Obviously, the example oversimplifies the issue. But it illustrates a fundamental problem: Breaches of availability and integrity require coordinated misbehavior of a percentage of all validators (100% for a breach of availability, 33% for a breach of integrity). This becomes more difficult and thus less likely as the number of independent validators increases. A breach of confidentiality requires individual misbehavior of a single validator. This becomes more likely as the number of independent validators increases.
Note that this example only considers faulty behavior of validators, not other users. Some enterprise DLTs offer “channels” in which data can be made available to selected users only. But a channel needs validators, too. The tradeoff remains: More validators in the channel lead to higher availability and integrity but lower confidentiality. Blockchain channels do not “solve” the tradeoff of availability and integrity versus confidentiality. For enterprises storing data in an enterprise DLT system it is important to understand who can see their data and to assess the risk of a breach of confidentiality.

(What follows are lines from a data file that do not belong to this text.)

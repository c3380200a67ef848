//! Direct DFT evaluation of individual bins.
//!
//! `O(N)` per bin with one `sin`/`cos` pair per sample, so it is much slower
//! than the resonator, but it follows the DFT definition literally and has no
//! recursion error to accumulate. Tests and benches use it as ground truth.

use alloc::vec::Vec;
use core::f64::consts::PI;

use libm::{cos, sin, sqrt};

use crate::goertzel::bin_index;

/// `|X[k]| / N` where `X[k] = Σ x[n]·e^{-2πi·k·n/filter_size}`.
pub fn dft_magnitude(data: &[f64], k: f64, filter_size: u32) -> f64 {
    let step = 2.0 * PI * k / f64::from(filter_size);
    let (re, im) = data
        .iter()
        .enumerate()
        .fold((0.0, 0.0), |(re, im), (n, &x)| {
            let phase = step * n as f64;
            (re + x * cos(phase), im - x * sin(phase))
        });
    let n = data.len() as f64;
    sqrt(re * re + im * im) / n
}

/// [`dft_magnitude`] at the bin [`crate::goertzel`] would pick for each target.
pub fn dft_magnitudes(data: &[f64], fs: u32, ft: &[f64], filter_size: u32) -> Vec<f64> {
    ft.iter()
        .map(|&f| dft_magnitude(data, bin_index(fs, f, filter_size), filter_size))
        .collect()
}
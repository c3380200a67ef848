//! # gofft - Goertzel spectral magnitudes for Rust
//!
//! Evaluate the DFT magnitude of a real signal at a handful of frequencies
//! without paying for a full transform. Every evaluator runs the same
//! second-order Goertzel resonator and differs only in which bins it visits.
//!
//! ## Features
//!
//! - **Single bin**: [`goertzel`] quantizes one target frequency to a bin.
//! - **Many bins**: [`goertzel_m`] evaluates a list of targets into a caller buffer.
//! - **Band sum**: [`goertzel_rng`] sums the magnitude of every bin in `[ft, ft + rng)`.
//! - **Short-time averaging**: [`shorttime`] averages over consecutive blocks.
//! - **Validated entry points**: [`checked`] reports bad arguments as [`GoertzelError`].
//! - **Parallel batches** (optional): [`parallel`] spreads bins across Rayon workers.
//!
//! ## Cargo Features
//!
//! - `std` (default): enable standard library features and environment configuration
//! - `parallel`: enable parallel batch evaluation with Rayon
//! - `verbose-logging`: emit diagnostics through the [`log`](https://crates.io/crates/log) facade
//! - `internal-tests`: property tests and randomized signals
//!
//! ## Numerics
//!
//! Results are normalized by the number of samples `N`, not by the filter
//! size, and bins are chosen with `floor(0.5 + x)` so exact halves round up.
//! All transcendental functions come from `libm`, so `std` and `no_std`
//! builds produce the same bits.
//!
//! ## Examples
//!
//! Run the examples with:
//! ```bash
//! cargo run --example goertzel
//! cargo run --example band_energy
//! cargo run --example parallel_benchmark --features parallel
//! ```
//!
//! ## License
//!
//! Licensed under either of
//! - Apache License, Version 2.0 ([LICENSE-APACHE](LICENSE-APACHE) or https://www.apache.org/licenses/LICENSE-2.0)
//! - MIT license ([LICENSE-MIT](LICENSE-MIT) or https://opensource.org/licenses/MIT)
//!
//! at your option.

#![no_std]
extern crate alloc;
#[cfg(feature = "std")]
extern crate std;

#[cfg(feature = "verbose-logging")]
macro_rules! debug {
    ($($arg:tt)+) => { log::debug!($($arg)+) };
}
#[cfg(not(feature = "verbose-logging"))]
macro_rules! debug {
    ($($arg:tt)+) => {};
}

#[cfg(feature = "verbose-logging")]
macro_rules! trace {
    ($($arg:tt)+) => { log::trace!($($arg)+) };
}
#[cfg(not(feature = "verbose-logging"))]
macro_rules! trace {
    ($($arg:tt)+) => {};
}

/// Second-order resonator shared by every evaluator.
pub mod kernel;

/// Goertzel evaluators
///
/// Single-frequency, multi-frequency and band-summed magnitudes.
pub mod goertzel;

pub mod error;

/// Argument validation in front of the evaluators.
pub mod checked;

/// Short-time Goertzel
///
/// Block-wise evaluation averaged over consecutive windows of a long signal.
pub mod shorttime;

/// Test signal generators.
pub mod signal;

/// Direct DFT evaluation used to cross-check the recursion.
pub mod reference;

/// Parallel batch evaluation
///
/// Requires the `parallel` feature.
#[cfg(feature = "parallel")]
pub mod parallel;

pub use error::GoertzelError;
pub use goertzel::{goertzel, goertzel_m, goertzel_rng, BinSpan};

Public blockchains take themselves off the hook by defining all data as non-confidential. On a public blockchain, it is expected (and actively welcomed) that all data can be seen by everyone. By contrast, the business problems addressed by enterprise DLT systems are frequently associated with highly confidential data such as prices, supplier networks or material compositions. One possible remedy for enterprise DLT system is to reduce the likelihood and negative consequences of data leaks by keeping the information value of data on the ledger to an absolute minimum. Encryption and hashing can help – but both are difficult to get right and do not protect against metadata analyses and massive brute-force attacks. Instead, enterprise DLT systems should first and foremost strive for data minimization. Only the data that truly benefits from DLT’s unique combination of high availability and integrity and low confidentiality should be stored on the ledger. Everything else belongs somewhere else.